Président du TJ par intérim depuis le départ d’Alain Troilo nommé à la tête du Tribunal Judiciaire de Grenoble, Olivier Molin avait souhaité en janvier « des vœux de stabilité pour la justice » fustigeant « l’instrumentalisation politique et le mauvais procès fait à l’un des piliers essentiels de la démocratie ».
Une succession à enjeux pour Sandrine Battala
Prendre la suite d’Alain Troilo n’est pas une mince affaire. Olivier Molin et Cédric Logelin, Procureur de la République, n’ont pas tari d’éloges à l’égard de l’ancien patron du TJ de Besançon « qui a remis en état le tribunal de Besançon depuis 2022 ». Alain Troilo a retrouvé une nouvelle complicité à Grenoble avec Etienne Manteaux (ancien procureur de la République de Besançon), récemment nommé Procureur de la République du TJ de Grenoble.

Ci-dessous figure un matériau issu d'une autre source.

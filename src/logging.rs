use crate::error::Result;
use chrono::Utc;
use parking_lot::Mutex;
use std::fs::{self, File, OpenOptions};
use std::io::Write;
use std::path::{Path, PathBuf};
use tracing::{error, info, warn, Level};
use tracing_subscriber::fmt::time::SystemTime;
use tracing_subscriber::{fmt, prelude::*, EnvFilter, Registry};

/// Initialize process logging. Safe to call more than once; later calls are ignored.
pub fn init_logging(level: Level, json_output: bool) {
    let env_filter = EnvFilter::try_from_default_env()
        .unwrap_or_else(|_| EnvFilter::new(format!("rsvshop_recovery={},warn", level)));

    let result = if json_output {
        let fmt_layer = fmt::layer()
            .json()
            .with_timer(SystemTime)
            .with_target(true)
            .with_thread_names(true)
            .with_writer(std::io::stderr);

        Registry::default().with(env_filter).with(fmt_layer).try_init()
    } else {
        let fmt_layer = fmt::layer()
            .with_timer(SystemTime)
            .with_target(false)
            .with_writer(std::io::stderr);

        Registry::default().with(env_filter).with(fmt_layer).try_init()
    };

    if result.is_err() {
        tracing::debug!("Logging already initialized");
    }
}

#[derive(Debug, Clone, Copy, PartialEq, Eq)]
pub enum AuditLevel {
    Info,
    Warn,
    Error,
}

impl AuditLevel {
    fn as_str(&self) -> &'static str {
        match self {
            AuditLevel::Info => "INFO",
            AuditLevel::Warn => "WARN",
            AuditLevel::Error => "ERROR",
        }
    }
}

/// Durable, append-only recovery log.
///
/// Every line is `[<timestamp>] [<LEVEL>] <message>` and is mirrored to
/// `tracing`. Write failures are reported through `tracing` and otherwise
/// ignored so that logging can never abort a recovery.
pub struct AuditLog {
    path: Option<PathBuf>,
    file: Mutex<Option<File>>,
}

impl AuditLog {
    pub fn open<P: AsRef<Path>>(path: P) -> Result<Self> {
        let path = path.as_ref().to_path_buf();
        if let Some(parent) = path.parent() {
            fs::create_dir_all(parent)?;
        }
        let file = OpenOptions::new().create(true).append(true).open(&path)?;
        Ok(Self {
            path: Some(path),
            file: Mutex::new(Some(file)),
        })
    }

    /// Only mirrors to `tracing`.
    pub fn disabled() -> Self {
        Self {
            path: None,
            file: Mutex::new(None),
        }
    }

    pub fn path(&self) -> Option<&Path> {
        self.path.as_deref()
    }

    pub fn append(&self, level: AuditLevel, message: &str) {
        match level {
            AuditLevel::Info => info!(target: "rsvshop_recovery::audit", "{}", message),
            AuditLevel::Warn => warn!(target: "rsvshop_recovery::audit", "{}", message),
            AuditLevel::Error => error!(target: "rsvshop_recovery::audit", "{}", message),
        }

        let mut file = self.file.lock();
        if let Some(file) = file.as_mut() {
            let line = format!(
                "[{}] [{}] {}\n",
                Utc::now().format("%Y-%m-%dT%H:%M:%S%.3fZ"),
                level.as_str(),
                message
            );
            if let Err(e) = file.write_all(line.as_bytes()).and_then(|_| file.sync_data()) {
                error!(error = %e, "Failed to append to recovery log");
            }
        }
    }

    pub fn info(&self, message: &str) {
        self.append(AuditLevel::Info, message);
    }

    pub fn warn(&self, message: &str) {
        self.append(AuditLevel::Warn, message);
    }

    pub fn error(&self, message: &str) {
        self.append(AuditLevel::Error, message);
    }
}

#[cfg(test)]
mod tests {
    use super::*;
    use tempfile::tempdir;

    #[test]
    fn test_audit_lines_are_appended() {
        let dir = tempdir().unwrap();
        let path = dir.path().join("logs").join("db-recovery.log");
        {
            let log = AuditLog::open(&path).unwrap();
            log.info("first");
            log.error("second");
        }
        let log = AuditLog::open(&path).unwrap();
        log.warn("third");

        let contents = fs::read_to_string(&path).unwrap();
        let lines: Vec<_> = contents.lines().collect();
        assert_eq!(lines.len(), 3);
        assert!(lines[0].starts_with('['));
        assert!(lines[0].ends_with("[INFO] first"));
        assert!(lines[1].ends_with("[ERROR] second"));
        assert!(lines[2].ends_with("[WARN] third"));
    }

    #[test]
    fn test_disabled_log_has_no_path() {
        let log = AuditLog::disabled();
        log.info("nothing to see");
        assert!(log.path().is_none());
    }
}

Sandrine Battala devra poursuivre et accélérer le travail judiciaire acharné dans la lutte contre le trafic de stupéfiants et les violences intrafamiliales. Son parcours professionnel devrait l’y aider. Diplômée de l’École Nationale de la Magistrature (ENM) en 1998, Sandrine Battala est par ailleurs titulaire d’un DEA d’histoire des droits de l’Homme et de l’IEP de Toulouse.
Une carrière au plus près des justiciables
Elle a débuté sa carrière comme juge des enfants au tribunal de grande instance de Douai avant d’être nommée comme juge d’application des peines à Montbéliard de 2000 à 2007. Sandrine Battala a ensuite pris la vice-présidence du tribunal de grande instance de Mulhouse en charge de l’instruction de 2007 à 2014 puis vice-présidente chargé de l’instance à Colmar. Depuis 2016, elle assurait le pôle famille et mineurs au TJ de Mulhouse.
A partir du mois d’août 2021, elle remplace déjà Alain Troilo à la tête du Tribunal Judiciaire de Belfort et c’est donc à nouveau Alain Troilo qu’elle remplace comme Présidente du TJ de Besançon depuis le décret du 7 janvier 2026 : « Madame Sandrine Battala, conseillère à la cour d’appel de Besançon, est déchargée de fonctions de présidente du tribunal judiciaire de Belfort et est chargée des fonctions de présidente du tribunal judiciaire de Besançon ».
Une juridiction attractive
En quelques mois, le siège (Sandrine Battala) et le parquet (Cédric Logelin) ont changé de titulaire à Besançon. Ils poursuivront l’activité d’une juridiction attractive. La nouvelle présidente a souligné son attachement à un travail de proximité, d’accompagnement et d’écoute envers la jeunesse en collaboration avec les services du département. Elle souhaite également agir sur le problème de la surpopulation carcérale à la maison d’arrêt de Besançon.